Wraz z nastaniem jesiennej aury powracają kontrole dymu wydobywającego się ze szczecińskich kominów. Użycie drona pozwala precyzyjnie namierzyć źródło zanieczyszczeń i skierować tam patrol Straży Miejskiej, który po kontroli może nałożyć mandat.

Specjalistyczny dron, który w sezonie grzewczym patroluje niebo nad Szczecinem, wyposażony jest w czujniki mierzące poziom stężenia w powietrzu szkodliwych substancji - formaldehydu, chlorowodoru, lotnych związków organicznych oraz pyłu zawieszonego PM10 i PM 2,5. Wytwarzane są podczas spalania w piecach niedozwolonych materiałów.

– Działania realizowane są przez firmę Tomkov i Straż Miejską w formie wspólnych patroli, kierowanych w rejony, które zostały wcześniej wytypowane na podstawie zgłoszeń samych mieszkańców – tłumaczy Paulina Łątka z biura prasowego szczecińskiego magistratu.

Kontrole odbywają się zarówno w godzinach porannych, jak i wieczornych.
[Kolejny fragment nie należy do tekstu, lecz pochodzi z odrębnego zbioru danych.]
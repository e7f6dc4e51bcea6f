//! Pointer, wheel and button input as an explicit state machine.
//!
//! ```text
//! Idle ──down on entity──▶ DraggingEntity ──up/leave──▶ Idle
//! Idle ──down on canvas──▶ Panning        ──up/leave──▶ Idle
//! Idle ──zoom in/out─────▶ Zooming        ──finished──▶ Idle
//! Zooming ──down/wheel───▶ (animation stops where it is) ▶ Idle ▶ ...
//! ```
//!
//! Wheel zoom applies immediately in any state. Drag writes pins into the
//! simulation; everything else only touches the view transform.

use log::debug;

use super::simulation::ForceSimulation;
use super::types::EntityKey;
use super::viewport::{
	ViewTransform, WHEEL_ZOOM_IN, WHEEL_ZOOM_OUT, ZOOM_IN_FACTOR, ZOOM_OUT_FACTOR, ZoomAnimation,
};

/// What the pointer is currently doing.
#[derive(Clone, Debug, PartialEq)]
pub enum Gesture {
	/// Nothing in progress
	Idle,
	/// Background drag
	Panning {
		/// Last pointer x in screen space
		last_x: f64,
		/// Last pointer y in screen space
		last_y: f64,
	},
	/// An entity follows the pointer
	DraggingEntity {
		/// The pinned entity
		key: EntityKey,
	},
	/// Programmatic zoom in flight
	Zooming(ZoomAnimation),
}

/// Owns the view transform and turns input into transform changes or pins.
#[derive(Clone, Debug)]
pub struct InteractionController {
	transform: ViewTransform,
	gesture: Gesture,
	width: f64,
	height: f64,
}

impl InteractionController {
	/// Identity transform on a `width` x `height` viewport.
	pub fn new(width: f64, height: f64) -> Self {
		Self {
			transform: ViewTransform::default(),
			gesture: Gesture::Idle,
			width,
			height,
		}
	}

	/// Current world-to-screen transform.
	pub fn transform(&self) -> ViewTransform {
		self.transform
	}

	/// Gesture in progress.
	pub fn gesture(&self) -> &Gesture {
		&self.gesture
	}

	/// Key of the entity being dragged.
	pub fn dragged(&self) -> Option<&EntityKey> {
		match &self.gesture {
			Gesture::DraggingEntity { key } => Some(key),
			_ => None,
		}
	}

	/// New viewport size for centered zoom.
	pub fn resize(&mut self, width: f64, height: f64) {
		self.width = width;
		self.height = height;
	}

	/// Stops a running zoom animation where it currently is.
	fn interrupt_zoom(&mut self) {
		if let Gesture::Zooming(anim) = &self.gesture {
			self.transform = anim.current();
			self.gesture = Gesture::Idle;
		}
	}

	// =========================================================================
	// POINTER
	// =========================================================================

	/// Starts a drag on the topmost entity under the pointer, else a pan.
	pub fn pointer_down(&mut self, sx: f64, sy: f64, sim: &mut ForceSimulation) {
		self.interrupt_zoom();
		if self.gesture != Gesture::Idle {
			return;
		}

		let (wx, wy) = self.transform.screen_to_world(sx, sy);
		match sim.entity_at(wx, wy).cloned() {
			Some(key) => {
				sim.pin(&key, wx, wy);
				sim.reheat();
				sim.set_alpha_target(sim.config.drag_alpha_target);
				debug!("drag start {key}");
				self.gesture = Gesture::DraggingEntity { key };
			}
			None => {
				self.gesture = Gesture::Panning {
					last_x: sx,
					last_y: sy,
				};
			}
		}
	}

	/// Moves the pin or pans, depending on the gesture.
	pub fn pointer_move(&mut self, sx: f64, sy: f64, sim: &mut ForceSimulation) {
		match &mut self.gesture {
			Gesture::DraggingEntity { key } => {
				let (wx, wy) = self.transform.screen_to_world(sx, sy);
				sim.pin(key, wx, wy);
			}
			Gesture::Panning { last_x, last_y } => {
				let (dx, dy) = (sx - *last_x, sy - *last_y);
				*last_x = sx;
				*last_y = sy;
				self.transform = self.transform.panned(dx, dy);
			}
			Gesture::Idle | Gesture::Zooming(_) => {}
		}
	}

	/// Ends a drag or pan. Also used when the pointer leaves the canvas.
	pub fn pointer_up(&mut self, sim: &mut ForceSimulation) {
		match std::mem::replace(&mut self.gesture, Gesture::Idle) {
			Gesture::DraggingEntity { key } => {
				sim.unpin(&key);
				sim.set_alpha_target(0.0);
				debug!("drag end {key}");
			}
			Gesture::Zooming(anim) => self.gesture = Gesture::Zooming(anim),
			Gesture::Idle | Gesture::Panning { .. } => {}
		}
	}

	/// Drops a drag whose entity no longer exists in the simulation.
	pub fn forget_missing(&mut self, sim: &mut ForceSimulation) {
		if self.dragged().is_some_and(|key| !sim.contains(key)) {
			self.gesture = Gesture::Idle;
			sim.set_alpha_target(0.0);
		}
	}

	// =========================================================================
	// ZOOM / PAN
	// =========================================================================

	/// Wheel zoom anchored at the pointer.
	pub fn wheel(&mut self, delta_y: f64, sx: f64, sy: f64) {
		if delta_y == 0.0 {
			return;
		}
		self.interrupt_zoom();
		let factor = if delta_y > 0.0 {
			WHEEL_ZOOM_OUT
		} else {
			WHEEL_ZOOM_IN
		};
		self.transform = self.transform.zoomed_at(factor, sx, sy);
	}

	/// Animated zoom in around the viewport center.
	pub fn zoom_in(&mut self) {
		self.zoom_by(ZOOM_IN_FACTOR);
	}

	/// Animated zoom out around the viewport center.
	pub fn zoom_out(&mut self) {
		self.zoom_by(ZOOM_OUT_FACTOR);
	}

	/// Animated zoom around the viewport center. Repeated requests compound
	/// on the previous target.
	pub fn zoom_by(&mut self, factor: f64) {
		let (cx, cy) = (self.width / 2.0, self.height / 2.0);
		let (from, base) = match &self.gesture {
			Gesture::Zooming(anim) => (anim.current(), anim.target()),
			Gesture::Idle => (self.transform, self.transform),
			// a gesture owns the transform; apply without animation
			Gesture::Panning { .. } | Gesture::DraggingEntity { .. } => {
				self.transform = self.transform.zoomed_at(factor, cx, cy);
				return;
			}
		};
		let to = base.zoomed_at(factor, cx, cy);
		self.transform = from;
		self.gesture = Gesture::Zooming(ZoomAnimation::new(from, to));
	}

	/// Direct pan by a screen-space delta.
	pub fn pan_by(&mut self, dx: f64, dy: f64) {
		self.interrupt_zoom();
		self.transform = self.transform.panned(dx, dy);
	}

	/// Advances animations by `dt` seconds.
	pub fn advance(&mut self, dt: f64) {
		if let Gesture::Zooming(anim) = &mut self.gesture {
			self.transform = anim.step(dt);
			if anim.is_finished() {
				self.gesture = Gesture::Idle;
			}
		}
	}
}

#[cfg(test)]
mod tests {
	use super::*;
	use crate::components::network_graph::model::GraphModel;
	use crate::components::network_graph::simulation::ForceConfig;
	use crate::components::network_graph::types::{Connection, HostNode, RawEdge, Topology};
	use crate::components::network_graph::viewport::{MAX_SCALE, MIN_SCALE, ZOOM_DURATION};

	fn setup() -> (InteractionController, ForceSimulation) {
		let topology = Topology {
			nodes: vec![
				HostNode {
					id: "web".into(),
					os: "Linux".into(),
					node_type: "server".into(),
				},
				HostNode {
					id: "laptop".into(),
					os: "Windows".into(),
					node_type: "client".into(),
				},
			],
			connections: vec![Connection {
				id: "https".into(),
				protocol: "TCP".into(),
				source_port: "50123".into(),
				target_port: "443".into(),
				description: String::new(),
			}],
			edges: vec![RawEdge {
				source: "laptop".into(),
				target: "web".into(),
				connection: "https".into(),
			}],
		};
		let (model, _) = GraphModel::build(&topology);
		let mut sim = ForceSimulation::new(ForceConfig::default(), 800.0, 600.0);
		sim.set_model(&model);
		(InteractionController::new(800.0, 600.0), sim)
	}

	fn screen_pos(
		ctl: &InteractionController,
		sim: &ForceSimulation,
		key: &EntityKey,
	) -> (f64, f64) {
		let e = sim.entity(key).unwrap();
		ctl.transform().world_to_screen(e.x, e.y)
	}

	#[test]
	fn test_drag_pins_and_releases() {
		let (mut ctl, mut sim) = setup();
		let key = EntityKey::node("web");
		while sim.tick() {}
		let (sx, sy) = screen_pos(&ctl, &sim, &key);

		ctl.pointer_down(sx, sy, &mut sim);
		assert_eq!(ctl.dragged(), Some(&key));
		assert!(sim.entity(&key).unwrap().is_pinned());
		assert_eq!(sim.alpha(), 1.0);
		assert_eq!(sim.alpha_target(), sim.config.drag_alpha_target);

		ctl.pointer_move(sx + 50.0, sy - 20.0, &mut sim);
		sim.tick();
		let e = sim.entity(&key).unwrap();
		assert_eq!((e.x, e.y), ctl.transform().screen_to_world(sx + 50.0, sy - 20.0));

		ctl.pointer_up(&mut sim);
		assert_eq!(ctl.gesture(), &Gesture::Idle);
		assert!(!sim.entity(&key).unwrap().is_pinned());
		assert_eq!(sim.alpha_target(), 0.0);
	}

	#[test]
	fn test_drag_under_zoom_uses_world_coordinates() {
		let (mut ctl, mut sim) = setup();
		ctl.wheel(-1.0, 0.0, 0.0);
		ctl.pan_by(35.0, -12.0);
		let key = EntityKey::connection("https");
		let (sx, sy) = screen_pos(&ctl, &sim, &key);

		ctl.pointer_down(sx, sy, &mut sim);
		assert_eq!(ctl.dragged(), Some(&key));
		let e = sim.entity(&key).unwrap();
		let (wx, wy) = ctl.transform().screen_to_world(sx, sy);
		assert_eq!((e.fx, e.fy), (Some(wx), Some(wy)));
	}

	#[test]
	fn test_background_drag_pans() {
		let (mut ctl, mut sim) = setup();
		let before = sim.entities().to_vec();

		ctl.pointer_down(5.0, 5.0, &mut sim);
		assert!(matches!(ctl.gesture(), Gesture::Panning { .. }));
		ctl.pointer_move(25.0, 15.0, &mut sim);
		ctl.pointer_move(30.0, 10.0, &mut sim);
		ctl.pointer_up(&mut sim);

		let t = ctl.transform();
		assert_eq!((t.x, t.y, t.k), (25.0, 5.0, 1.0));
		assert_eq!(sim.entities(), &before[..]);
	}

	#[test]
	fn test_wheel_zoom_anchors_on_pointer() {
		let (mut ctl, _) = setup();
		let before = ctl.transform().screen_to_world(120.0, 80.0);
		ctl.wheel(-3.0, 120.0, 80.0);
		let after = ctl.transform().screen_to_world(120.0, 80.0);
		assert!(ctl.transform().k > 1.0);
		assert!((before.0 - after.0).abs() < 1e-9 && (before.1 - after.1).abs() < 1e-9);
	}

	#[test]
	fn test_button_zoom_animates() {
		let (mut ctl, _) = setup();
		ctl.zoom_in();
		assert!(matches!(ctl.gesture(), Gesture::Zooming(_)));
		assert_eq!(ctl.transform().k, 1.0);

		ctl.advance(ZOOM_DURATION / 3.0);
		let k = ctl.transform().k;
		assert!(k > 1.0 && k < ZOOM_IN_FACTOR);

		ctl.advance(ZOOM_DURATION);
		assert_eq!(ctl.gesture(), &Gesture::Idle);
		assert!((ctl.transform().k - ZOOM_IN_FACTOR).abs() < 1e-12);
	}

	#[test]
	fn test_button_zoom_keeps_viewport_center() {
		let (mut ctl, _) = setup();
		let before = ctl.transform().screen_to_world(400.0, 300.0);
		ctl.zoom_in();
		ctl.advance(1.0);

		let t = ctl.transform();
		let after = t.screen_to_world(400.0, 300.0);
		assert!((before.0 - after.0).abs() < 1e-9 && (before.1 - after.1).abs() < 1e-9);
		// not a plain scale about the top-left corner
		assert!(t.x < 0.0 && t.y < 0.0);
	}

	#[test]
	fn test_pointer_down_interrupts_zoom() {
		let (mut ctl, mut sim) = setup();
		ctl.zoom_out();
		ctl.advance(ZOOM_DURATION / 2.0);
		let mid = ctl.transform();

		ctl.pointer_down(1.0, 1.0, &mut sim);
		assert!(matches!(ctl.gesture(), Gesture::Panning { .. }));
		assert_eq!(ctl.transform(), mid);
	}

	#[test]
	fn test_repeated_zoom_requests_compound() {
		let (mut ctl, _) = setup();
		ctl.zoom_in();
		ctl.zoom_in();
		ctl.advance(1.0);
		assert!((ctl.transform().k - ZOOM_IN_FACTOR * ZOOM_IN_FACTOR).abs() < 1e-9);
	}

	#[test]
	fn test_scale_stays_in_bounds() {
		let (mut ctl, _) = setup();
		for _ in 0..50 {
			ctl.zoom_in();
			ctl.advance(1.0);
		}
		assert_eq!(ctl.transform().k, MAX_SCALE);
		for _ in 0..100 {
			ctl.wheel(1.0, 400.0, 300.0);
		}
		assert_eq!(ctl.transform().k, MIN_SCALE);
	}

	#[test]
	fn test_forget_missing_drag() {
		let (mut ctl, mut sim) = setup();
		while sim.tick() {}
		let key = EntityKey::node("laptop");
		let (sx, sy) = screen_pos(&ctl, &sim, &key);
		ctl.pointer_down(sx, sy, &mut sim);
		assert_eq!(ctl.dragged(), Some(&key));

		sim.set_model(&GraphModel::default());
		ctl.forget_missing(&mut sim);
		assert_eq!(ctl.gesture(), &Gesture::Idle);
		assert_eq!(sim.alpha_target(), 0.0);
	}
}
Przypomnijmy, że w trzech pierwszych miesiącach tego roku pomiarem objęto ponad 13 tys. budynków na łącznym obszarze ponad 10 ha.

Patrole wyposażone są również w ulotki zawierające wskazówki, jak palić w piecu oszczędniej i nie dymić, a także spis materiałów, które absolutnie nie mogą służyć do tego celu. Przypominamy, że są to: zanieczyszczone odpady drewniane (np. impregnowane i lakierowane); materiały nasączone substancjami chemicznymi; opakowania i butelki z tworzyw sztucznych po napojach, farbach i lakierach, rozpuszczalnikach i innych substancjach chemicznych; zużyte opony i inne odpady z gumy; impregnowana tektura.